------ Source data

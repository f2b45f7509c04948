use std::sync::Arc;

use crate::error::{CalendarBlock, Error, Result};
use crate::model::{MovementType, ReferenceDate, SubProcessStatus};
use crate::store::IssuerStore;

#[derive(Debug, Clone, PartialEq, Eq)]
pub enum GateDecision {
    Proceed,
    Blocked(CalendarBlock),
}

/// Decides whether the issuer's batch for a reference date is complete.
pub struct CalendarGate {
    issuer: Arc<dyn IssuerStore>,
}

impl CalendarGate {
    pub fn new(issuer: Arc<dyn IssuerStore>) -> Self {
        Self { issuer }
    }

    /// Classify the reference date. With `wait_sub_processes`, a business day
    /// whose core batch finished is still blocked while any complementary
    /// process is pending or running.
    pub async fn evaluate(
        &self,
        date: ReferenceDate,
        wait_sub_processes: bool,
    ) -> Result<GateDecision> {
        tracing::info!(run_date = %date, "Reading batch control record");

        let Some(control) = self.issuer.control_record(date).await? else {
            tracing::error!(run_date = %date, "No batch control record for the reference date");
            return Ok(GateDecision::Blocked(CalendarBlock::ControlRecordMissing(date)));
        };

        let completed_at = match control.movement() {
            MovementType::Unknown(raw) => {
                tracing::error!(
                    run_date = %date,
                    movement_type = ?raw,
                    "Could not determine the movement type"
                );
                return Ok(GateDecision::Blocked(CalendarBlock::IndeterminateMovement {
                    date,
                    raw,
                }));
            }
            MovementType::Weekend => {
                tracing::warn!(run_date = %date, "Reference date is a WEEKEND");
                return Ok(GateDecision::Blocked(CalendarBlock::Weekend(date)));
            }
            MovementType::Holiday => {
                tracing::warn!(run_date = %date, "Reference date is a HOLIDAY");
                return Ok(GateDecision::Blocked(CalendarBlock::Holiday(date)));
            }
            MovementType::BusinessDay => match control.completed_at {
                Some(at) => at,
                None => {
                    tracing::error!(
                        run_date = %date,
                        "Batch not yet finished for the reference date"
                    );
                    return Ok(GateDecision::Blocked(CalendarBlock::BatchNotFinished(date)));
                }
            },
        };

        tracing::info!(run_date = %date, completed_at = %completed_at, "Core batch finished");

        if !wait_sub_processes {
            return Ok(GateDecision::Proceed);
        }

        let pending: Vec<SubProcessStatus> = self
            .issuer
            .sub_processes(date)
            .await?
            .into_iter()
            .filter(SubProcessStatus::is_unfinished)
            .collect();

        if pending.is_empty() {
            tracing::info!(run_date = %date, "Complementary batch finished");
            return Ok(GateDecision::Proceed);
        }

        tracing::error!(
            run_date = %date,
            pending = pending.len(),
            "Complementary batch still running or failed"
        );
        for process in &pending {
            tracing::error!(
                process_id = process.process_id,
                routine = process.routine_name.as_deref().unwrap_or("<unknown>"),
                completion_flag = process.completion_flag,
                "Sub-process not finished"
            );
        }

        Ok(GateDecision::Blocked(CalendarBlock::SubProcessesPending { date, pending }))
    }

    /// Like [`evaluate`](Self::evaluate), with any block reported as
    /// [`Error::CalendarNotReady`].
    pub async fn check_ready(&self, date: ReferenceDate, wait_sub_processes: bool) -> Result<()> {
        tracing::info!(
            run_date = %date,
            issuer = %self.issuer.identity(),
            "Starting batch validation process"
        );

        match self.evaluate(date, wait_sub_processes).await? {
            GateDecision::Proceed => {
                tracing::info!(run_date = %date, "Batch ready");
                Ok(())
            }
            GateDecision::Blocked(block) => Err(Error::CalendarNotReady(block)),
        }
    }
}
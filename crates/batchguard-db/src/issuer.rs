//! PostgreSQL issuer store.
//!
//! The issuer owns these tables; this adapter only reads them, except for the
//! catalog removal:
//!
//! ```sql
//! batch_catalog       (routine_name TEXT, process_id INTEGER, execution_order INTEGER)
//! batch_control       (reference_date DATE, completed_at TIMESTAMPTZ, movement_type INTEGER)
//! sub_process_control (process_id INTEGER, reference_date DATE, completion_flag INTEGER)
//! ```
//!
//! `NOTICE` and `WARNING` messages raised by a routine only reach this adapter
//! through a [`NoticeSink`] fed by the tracing layer in [`crate::notice`];
//! without one, invocations report no messages.

use std::time::Duration;

use async_trait::async_trait;
use batchguard_core::model::DeadlockPriority;
use batchguard_core::{
    BatchCatalogEntry, BatchControlRecord, DiagnosticMessage, Invocation, IssuerIdentity,
    IssuerStore, ReferenceDate, RoutineArgs, RoutineCall, StoreResult, SubProcessStatus,
};
use sqlx::pool::PoolConnection;
use sqlx::{PgPool, Postgres};

use crate::models::{CatalogRow, ControlRow, SubProcessRow};
use crate::notice::NoticeSink;
use crate::Result;

pub const DEFAULT_ROUTINE_SCHEMA: &str = "public";

#[derive(Clone)]
pub struct IssuerDatabase {
    pool: PgPool,
    identity: IssuerIdentity,
    routine_schema: String,
    deadlock_timeout: Option<Duration>,
    notices: Option<NoticeSink>,
}

impl IssuerDatabase {
    pub fn new(pool: PgPool, identity: IssuerIdentity) -> Self {
        Self {
            pool,
            identity,
            routine_schema: DEFAULT_ROUTINE_SCHEMA.to_string(),
            deadlock_timeout: Some(Duration::from_secs(10)),
            notices: None,
        }
    }

    /// Schema searched for routines.
    pub fn with_routine_schema(mut self, schema: impl Into<String>) -> Self {
        self.routine_schema = schema.into();
        self
    }

    /// How long this session waits on a lock before running deadlock
    /// detection when the call asks for high priority. The server default is
    /// one second, so a longer wait makes the other session the victim.
    ///
    /// `deadlock_timeout` can only be set by superusers or roles granted
    /// `SET` on it; `None` skips the step for everyone else.
    pub fn with_deadlock_timeout(mut self, timeout: Option<Duration>) -> Self {
        self.deadlock_timeout = timeout;
        self
    }

    /// Report the notices collected in `sink` as the invocation's messages.
    pub fn with_notice_sink(mut self, sink: NoticeSink) -> Self {
        self.notices = Some(sink);
        self
    }

    /// Quoted, schema-qualified name of the procedure, resolved from the
    /// catalog so it can be spliced into a `CALL`.
    async fn resolve_procedure(
        &self,
        conn: &mut PoolConnection<Postgres>,
        routine: &str,
    ) -> Result<Option<String>> {
        let name = sqlx::query_scalar::<_, String>(
            r#"
            SELECT quote_ident(n.nspname) || '.' || quote_ident(p.proname)
            FROM pg_catalog.pg_proc p
            JOIN pg_catalog.pg_namespace n ON n.oid = p.pronamespace
            WHERE n.nspname = $1
              AND lower(p.proname) = lower($2)
              AND p.prokind = 'p'
            ORDER BY (p.proname = $2) DESC
            LIMIT 1
            "#,
        )
        .bind(&self.routine_schema)
        .bind(routine)
        .fetch_optional(&mut **conn)
        .await?;

        Ok(name)
    }

    async fn raise_deadlock_priority(&self, conn: &mut PoolConnection<Postgres>) {
        let Some(timeout) = self.deadlock_timeout else {
            tracing::debug!("Deadlock priority step disabled");
            return;
        };
        let value = timeout_setting(timeout);
        let result = sqlx::query("SELECT set_config('deadlock_timeout', $1, false)")
            .bind(&value)
            .execute(&mut **conn)
            .await;

        if let Err(e) = result {
            tracing::warn!(
                deadlock_timeout = %value,
                error = %e,
                "Could not raise deadlock priority, continuing without it"
            );
        }
    }

    async fn call(&self, call: &RoutineCall) -> Result<()> {
        let mut conn = self.pool.acquire().await?;

        if call.priority == DeadlockPriority::High {
            self.raise_deadlock_priority(&mut conn).await;
        }

        let procedure = self
            .resolve_procedure(&mut conn, &call.routine)
            .await?
            .ok_or_else(|| crate::Error::RoutineNotFound(call.routine.clone()))?;

        tracing::debug!(procedure = %procedure, args = ?call.args, "Calling procedure");
        match call.args {
            RoutineArgs::None => {
                sqlx::query(&format!("CALL {}()", procedure))
                    .execute(&mut *conn)
                    .await?;
            }
            RoutineArgs::ReferenceDate(date) => {
                sqlx::query(&format!("CALL {}($1)", procedure))
                    .bind(date.date())
                    .execute(&mut *conn)
                    .await?;
            }
        }

        Ok(())
    }

    async fn delete_and_compact(&self, routine: &str) -> Result<u64> {
        let mut tx = self.pool.begin().await?;

        let removed = sqlx::query_scalar::<_, i32>(
            "DELETE FROM batch_catalog WHERE routine_name = $1 RETURNING execution_order",
        )
        .bind(routine)
        .fetch_all(&mut *tx)
        .await?;

        if let Some(&order) = removed.iter().min() {
            sqlx::query(
                "UPDATE batch_catalog SET execution_order = execution_order - 1 \
                 WHERE execution_order >= $1",
            )
            .bind(order)
            .execute(&mut *tx)
            .await?;
        }

        tx.commit().await?;
        Ok(removed.len() as u64)
    }

    fn collect_messages(&self) -> Vec<DiagnosticMessage> {
        match &self.notices {
            Some(sink) => sink
                .drain()
                .into_iter()
                .map(|notice| notice.into_diagnostic(&self.identity.server))
                .collect(),
            None => Vec::new(),
        }
    }
}

fn timeout_setting(timeout: Duration) -> String {
    format!("{}ms", timeout.as_millis())
}

#[async_trait]
impl IssuerStore for IssuerDatabase {
    fn identity(&self) -> &IssuerIdentity {
        &self.identity
    }

    async fn resolve_routine(&self, routine: &str) -> StoreResult<Option<String>> {
        let name = sqlx::query_scalar::<_, String>(
            r#"
            SELECT p.proname::text
            FROM pg_catalog.pg_proc p
            JOIN pg_catalog.pg_namespace n ON n.oid = p.pronamespace
            WHERE n.nspname = $1
              AND lower(p.proname) = lower($2)
              AND p.prokind = 'p'
              AND has_function_privilege(p.oid, 'EXECUTE')
            ORDER BY (p.proname = $2) DESC
            LIMIT 1
            "#,
        )
        .bind(&self.routine_schema)
        .bind(routine)
        .fetch_optional(&self.pool)
        .await
        .map_err(crate::Error::from)?;

        Ok(name)
    }

    async fn catalog_entry(&self, routine: &str) -> StoreResult<Option<BatchCatalogEntry>> {
        let row = sqlx::query_as::<_, CatalogRow>(
            r#"
            SELECT routine_name, execution_order
            FROM batch_catalog
            WHERE lower(routine_name) = lower($1)
            ORDER BY (routine_name = $1) DESC, execution_order
            LIMIT 1
            "#,
        )
        .bind(routine)
        .fetch_optional(&self.pool)
        .await
        .map_err(crate::Error::from)?;

        Ok(row.map(Into::into))
    }

    async fn remove_catalog_entry(&self, entry: &BatchCatalogEntry) -> StoreResult<u64> {
        Ok(self.delete_and_compact(&entry.routine_name).await?)
    }

    async fn catalog(&self) -> StoreResult<Vec<BatchCatalogEntry>> {
        let rows = sqlx::query_as::<_, CatalogRow>(
            "SELECT routine_name, execution_order FROM batch_catalog ORDER BY execution_order",
        )
        .fetch_all(&self.pool)
        .await
        .map_err(crate::Error::from)?;

        Ok(rows.into_iter().map(Into::into).collect())
    }

    async fn control_record(
        &self,
        date: ReferenceDate,
    ) -> StoreResult<Option<BatchControlRecord>> {
        let row = sqlx::query_as::<_, ControlRow>(
            r#"
            SELECT reference_date,
                   completed_at::timestamptz AS completed_at,
                   movement_type::integer AS movement_type
            FROM batch_control
            WHERE reference_date = $1
            "#,
        )
        .bind(date.date())
        .fetch_optional(&self.pool)
        .await
        .map_err(crate::Error::from)?;

        Ok(row.map(Into::into))
    }

    async fn sub_processes(&self, date: ReferenceDate) -> StoreResult<Vec<SubProcessStatus>> {
        let rows = sqlx::query_as::<_, SubProcessRow>(
            r#"
            SELECT sp.process_id::integer AS process_id,
                   bc.routine_name,
                   sp.completion_flag::integer AS completion_flag
            FROM sub_process_control sp
            LEFT JOIN batch_catalog bc ON bc.process_id = sp.process_id
            WHERE sp.reference_date = $1
            ORDER BY sp.process_id
            "#,
        )
        .bind(date.date())
        .fetch_all(&self.pool)
        .await
        .map_err(crate::Error::from)?;

        Ok(rows.into_iter().map(Into::into).collect())
    }

    async fn invoke_routine(&self, call: &RoutineCall) -> Invocation {
        if let Some(sink) = &self.notices {
            let stale = sink.drain();
            if !stale.is_empty() {
                tracing::debug!(count = stale.len(), "Discarding notices raised before the call");
            }
        }

        let result = self.call(call).await;
        let messages = self.collect_messages();
        match result {
            Ok(()) => Invocation::succeeded(messages),
            Err(e) => Invocation::failed(messages, e.into()),
        }
    }
}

------------

Action item: Begin at the first line of the entries above and copy every line exactly, ending with the line that contains "let completed_at = match".

Solved problem:
repository f2b45f7509c04948
use std::sync::Arc;

use crate::error::{CalendarBlock, Error, Result};
use crate::model::{MovementType, ReferenceDate, SubProcessStatus};
use crate::store::IssuerStore;

#[derive(Debug, Clone, PartialEq, Eq)]
pub enum GateDecision {
    Proceed,
    Blocked(CalendarBlock),
}

/// Decides whether the issuer's batch for a reference date is complete.
pub struct CalendarGate {
    issuer: Arc<dyn IssuerStore>,
}

impl CalendarGate {
    pub fn new(issuer: Arc<dyn IssuerStore>) -> Self {
        Self { issuer }
    }

    /// Classify the reference date. With `wait_sub_processes`, a business day
    /// whose core batch finished is still blocked while any complementary
    /// process is pending or running.
    pub async fn evaluate(
        &self,
        date: ReferenceDate,
        wait_sub_processes: bool,
    ) -> Result<GateDecision> {
        tracing::info!(run_date = %date, "Reading batch control record");

        let Some(control) = self.issuer.control_record(date).await? else {
            tracing::error!(run_date = %date, "No batch control record for the reference date");
            return Ok(GateDecision::Blocked(CalendarBlock::ControlRecordMissing(date)));
        };

        let completed_at = match control.movement() {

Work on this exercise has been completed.